Smoking has been existing in Saudi Arabia for more than 50 years, with an overall dramatic increase in the import of cigarettes. In the present study, it was found that 13.4% young adults were regular smokers, in comparison to 17.3% of school children from Jizan.[18] The educational level showed an inverse relation with smoking, with high prevalence observed among the illiterates and people with low educational level. This finding is also supported by Jarallah et al.[15] Gaffar et al.[18] revealed that the three most important independent predictors of smoking were academic performance [odds ratio (OR): 5.32], having friends who used khat (OR: 3.23) and/or tobacco (OR: 2.88).

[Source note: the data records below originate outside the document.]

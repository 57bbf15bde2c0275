//! Session-Registry – prozessweite Tabelle der aktiven Voice-Sessions
//!
//! Schluessel ist der Voice-Kanal, pro Kanal existiert hoechstens ein Eintrag.
//! Ein Join reserviert den Kanal schon vor dem Verbinden; sichtbar
//! (`find_by_channel`) wird die Session erst nach erfolgreichem Verbinden.
//!
//! Alle Operationen laufen ueber den Eintrags-Lock der DashMap und sind damit
//! pro Kanal total geordnet. Niemand liest oder schreibt Eintraege an der
//! Registry vorbei.

use dashmap::mapref::entry::Entry;
use dashmap::DashMap;
use funkrelais_core::{ChannelId, RelayError, Result, SessionId};
use std::sync::Arc;
use tracing::debug;

use crate::session::SessionHandle;

/// Eintrag fuer einen Kanal
enum Eintrag {
    /// Join laeuft, Verbindung wird aufgebaut
    Reserviert(Arc<SessionHandle>),
    /// Verbunden und streamend
    Aktiv(Arc<SessionHandle>),
}

impl Eintrag {
    fn handle(&self) -> &Arc<SessionHandle> {
        match self {
            Eintrag::Reserviert(h) | Eintrag::Aktiv(h) => h,
        }
    }
}

/// Prozessweite Registry aller Voice-Sessions
#[derive(Clone, Default)]
pub struct SessionRegistry {
    inner: Arc<DashMap<ChannelId, Eintrag>>,
}

impl SessionRegistry {
    pub fn neu() -> Self {
        Self::default()
    }

    /// Reserviert den Kanal fuer einen laufenden Join
    ///
    /// Schlaegt mit `SessionExistiert` fehl, wenn der Kanal belegt ist.
    pub fn reservieren(&self, handle: &Arc<SessionHandle>) -> Result<()> {
        match self.inner.entry(handle.kanal()) {
            Entry::Occupied(_) => Err(RelayError::SessionExistiert(handle.kanal())),
            Entry::Vacant(eintrag) => {
                eintrag.insert(Eintrag::Reserviert(Arc::clone(handle)));
                debug!(kanal = %handle.kanal(), session = %handle.id(), "Kanal reserviert");
                Ok(())
            }
        }
    }

    /// Traegt eine verbundene Session ein
    ///
    /// Die eigene Reservierung wird zum aktiven Eintrag. Ein fremder Eintrag
    /// fuehrt zu `SessionExistiert`, der bestehende Eintrag bleibt unveraendert.
    /// Wurde das Schliessen bereits angefordert, wird nichts eingetragen
    /// (`Abgebrochen`).
    pub fn add(&self, kanal: ChannelId, handle: Arc<SessionHandle>) -> Result<()> {
        match self.inner.entry(kanal) {
            Entry::Occupied(mut eintrag) => {
                let eigene_reservierung = matches!(
                    eintrag.get(),
                    Eintrag::Reserviert(h) if h.id() == handle.id()
                );
                if !eigene_reservierung {
                    return Err(RelayError::SessionExistiert(kanal));
                }
                eintrag.insert(Eintrag::Aktiv(handle));
                Ok(())
            }
            Entry::Vacant(eintrag) => {
                if handle.schliessen_angefordert() {
                    return Err(RelayError::Abgebrochen(kanal));
                }
                eintrag.insert(Eintrag::Aktiv(handle));
                Ok(())
            }
        }
    }

    /// Aktive Session eines Kanals (Reservierungen sind unsichtbar)
    pub fn find_by_channel(&self, kanal: ChannelId) -> Option<Arc<SessionHandle>> {
        self.inner.get(&kanal).and_then(|eintrag| match eintrag.value() {
            Eintrag::Aktiv(h) => Some(Arc::clone(h)),
            Eintrag::Reserviert(_) => None,
        })
    }

    /// Loest den Eintrag des Kanals und fordert das Schliessen an
    ///
    /// Wirkt auch auf Reservierungen. `None` ist kein Fehler: es gab nichts
    /// zu verlassen. Der eigentliche Abbau laeuft im Session-Task.
    pub fn remove_and_close(&self, kanal: ChannelId) -> Option<Arc<SessionHandle>> {
        match self.inner.entry(kanal) {
            Entry::Occupied(eintrag) => {
                let handle = Arc::clone(eintrag.get().handle());
                // Noch unter dem Eintrags-Lock: ein gleichzeitiges add sieht
                // entweder den Eintrag oder die Schliess-Anforderung
                handle.schliessen_anfordern();
                eintrag.remove();
                debug!(kanal = %kanal, session = %handle.id(), "Session aus Registry geloest");
                Some(handle)
            }
            Entry::Vacant(_) => None,
        }
    }

    /// Entfernt den Eintrag nur, wenn er zur gegebenen Session gehoert
    pub fn entfernen(&self, kanal: ChannelId, session: SessionId) -> bool {
        self.inner
            .remove_if(&kanal, |_, eintrag| eintrag.handle().id() == session)
            .is_some()
    }

    /// Loest alle Eintraege (inkl. Reservierungen) und fordert das Schliessen an
    pub fn alle_entfernen(&self) -> Vec<Arc<SessionHandle>> {
        let kanaele: Vec<ChannelId> = self.inner.iter().map(|e| *e.key()).collect();
        kanaele
            .into_iter()
            .filter_map(|kanal| self.remove_and_close(kanal))
            .collect()
    }

    /// Alle aktiven Sessions
    pub fn aktive_sessions(&self) -> Vec<Arc<SessionHandle>> {
        self.inner
            .iter()
            .filter_map(|e| match e.value() {
                Eintrag::Aktiv(h) => Some(Arc::clone(h)),
                Eintrag::Reserviert(_) => None,
            })
            .collect()
    }

    /// Anzahl aktiver Sessions
    pub fn anzahl(&self) -> usize {
        self.inner
            .iter()
            .filter(|e| matches!(e.value(), Eintrag::Aktiv(_)))
            .count()
    }

    /// Anzahl aller Eintraege inkl. Reservierungen
    pub fn anzahl_eintraege(&self) -> usize {
        self.inner.len()
    }
}

#[cfg(test)]
mod tests {
    use super::*;

    fn kanal(n: u64) -> ChannelId {
        ChannelId(n)
    }

    #[test]
    fn add_und_find() {
        let registry = SessionRegistry::neu();
        let s = SessionHandle::neu(kanal(1));
        registry.add(kanal(1), Arc::clone(&s)).unwrap();

        let gefunden = registry.find_by_channel(kanal(1)).unwrap();
        assert_eq!(gefunden.id(), s.id());
        assert!(registry.find_by_channel(kanal(2)).is_none());
        assert_eq!(registry.anzahl(), 1);
    }

    #[test]
    fn doppeltes_add_wird_abgelehnt() {
        let registry = SessionRegistry::neu();
        let erste = SessionHandle::neu(kanal(1));
        let zweite = SessionHandle::neu(kanal(1));

        registry.add(kanal(1), Arc::clone(&erste)).unwrap();
        let ergebnis = registry.add(kanal(1), Arc::clone(&zweite));
        assert_eq!(ergebnis, Err(RelayError::SessionExistiert(kanal(1))));

        // Erster Eintrag unveraendert
        assert_eq!(registry.find_by_channel(kanal(1)).unwrap().id(), erste.id());
        assert!(!erste.schliessen_angefordert());
    }

    #[test]
    fn find_bis_remove_and_close() {
        let registry = SessionRegistry::neu();
        let s = SessionHandle::neu(kanal(3));
        registry.add(kanal(3), Arc::clone(&s)).unwrap();

        for _ in 0..3 {
            assert!(registry.find_by_channel(kanal(3)).is_some());
        }

        let entfernt = registry.remove_and_close(kanal(3)).unwrap();
        assert_eq!(entfernt.id(), s.id());
        assert!(s.schliessen_angefordert());
        assert!(registry.find_by_channel(kanal(3)).is_none());
    }

    #[test]
    fn remove_and_close_ohne_eintrag_ist_none() {
        let registry = SessionRegistry::neu();
        assert!(registry.remove_and_close(kanal(9)).is_none());
        assert!(registry.remove_and_close(kanal(9)).is_none());
    }

    #[test]
    fn reservierung_ist_unsichtbar_und_exklusiv() {
        let registry = SessionRegistry::neu();
        let s = SessionHandle::neu(kanal(1));
        registry.reservieren(&s).unwrap();

        assert!(registry.find_by_channel(kanal(1)).is_none());
        assert_eq!(registry.anzahl(), 0);
        assert_eq!(registry.anzahl_eintraege(), 1);

        let andere = SessionHandle::neu(kanal(1));
        assert_eq!(
            registry.reservieren(&andere),
            Err(RelayError::SessionExistiert(kanal(1)))
        );
        assert_eq!(
            registry.add(kanal(1), andere),
            Err(RelayError::SessionExistiert(kanal(1)))
        );

        // Eigene Reservierung wird aktiv
        registry.add(kanal(1), Arc::clone(&s)).unwrap();
        assert_eq!(registry.find_by_channel(kanal(1)).unwrap().id(), s.id());
    }

    #[test]
    fn geloeste_reservierung_wird_nicht_eingetragen() {
        let registry = SessionRegistry::neu();
        let s = SessionHandle::neu(kanal(2));
        registry.reservieren(&s).unwrap();

        let geloest = registry.remove_and_close(kanal(2)).unwrap();
        assert_eq!(geloest.id(), s.id());
        assert!(s.schliessen_angefordert());

        assert_eq!(
            registry.add(kanal(2), Arc::clone(&s)),
            Err(RelayError::Abgebrochen(kanal(2)))
        );
        assert_eq!(registry.anzahl_eintraege(), 0);
    }

    #[test]
    fn entfernen_nur_eigener_eintrag() {
        let registry = SessionRegistry::neu();
        let alt = SessionHandle::neu(kanal(5));
        let neu = SessionHandle::neu(kanal(5));

        registry.add(kanal(5), Arc::clone(&neu)).unwrap();
        // Eine alte Session darf den neuen Eintrag nicht entfernen
        assert!(!registry.entfernen(kanal(5), alt.id()));
        assert!(registry.find_by_channel(kanal(5)).is_some());

        assert!(registry.entfernen(kanal(5), neu.id()));
        assert!(registry.find_by_channel(kanal(5)).is_none());
        // Kein Schliessen angefordert: entfernen ist Teil des Abbaus
        assert!(!neu.schliessen_angefordert());
    }

    #[test]
    fn alle_entfernen_loest_alles() {
        let registry = SessionRegistry::neu();
        let a = SessionHandle::neu(kanal(1));
        let b = SessionHandle::neu(kanal(2));
        registry.add(kanal(1), Arc::clone(&a)).unwrap();
        registry.reservieren(&b).unwrap();

        let geloest = registry.alle_entfernen();
        assert_eq!(geloest.len(), 2);
        assert!(a.schliessen_angefordert());
        assert!(b.schliessen_angefordert());
        assert_eq!(registry.anzahl_eintraege(), 0);
    }

    #[test]
    fn verschiedene_kanaele_parallel() {
        let registry = SessionRegistry::neu();
        let threads: Vec<_> = (0..8u64)
            .map(|n| {
                let registry = registry.clone();
                std::thread::spawn(move || {
                    let s = SessionHandle::neu(ChannelId(n));
                    registry.add(ChannelId(n), s).unwrap();
                })
            })
            .collect();
        for t in threads {
            t.join().unwrap();
        }
        assert_eq!(registry.anzahl(), 8);
        assert_eq!(registry.aktive_sessions().len(), 8);
    }

    #[test]
    fn gleicher_kanal_parallel_genau_ein_gewinner() {
        let registry = SessionRegistry::neu();
        let threads: Vec<_> = (0..8)
            .map(|_| {
                let registry = registry.clone();
                std::thread::spawn(move || registry.add(kanal(7), SessionHandle::neu(kanal(7))).is_ok())
            })
            .collect();
        let gewinner = threads
            .into_iter()
            .map(|t| t.join().unwrap())
            .filter(|ok| *ok)
            .count();
        assert_eq!(gewinner, 1);
    }
}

There are many ways to use tobacco and one of them is pipe smoking. The prevalence of pipe smoking in this study was 14.4% and no association was found between pipe smoking and the educational level. However, a report[16] reveals that this habit is linked to the social class (preferred by those from the upper, upper-middle, and middle class).
One drawback of this study was that there were not many subjects (4.3%) who represented the illiterate group. Conversely, this also indicates that the literacy level is good in Jizan. In a true sense, the results represented here seem to be a comparison between the subjects with high level and low level of education. However, this database serves as a good reference to plan a similar study in future.
CONCLUSION
The overall results of this study indicate that educational level is accountable for inequities in oral practices. Earlier, Paulander et al.[13] had shown that educational level influences the oral conditions and also, the model proposed by Gupta[19] indicates that educational status is a marker of health inequities and suggests that good educational status can lead to appropriate health-related behaviors. The advantage for a public health service provider to have an educated patient is that he or she can be informed and motivated to understand the concept in a much superior manner, as compared to the person with low education and the illiterates. It can be hypothesized that when the health education session will be carried out for the study subjects, it would be easier to motivate the people with high level of education when compared to the other groups.
Within the limitations of the study, the results indicate that the subjects with low education and the illiterates exercise harmful oral practices. They need to be educated to improve their hygiene practices and quit smoking and khat chewing.
Footnotes
Source of Support: Nil
Conflict of Interest: None declared.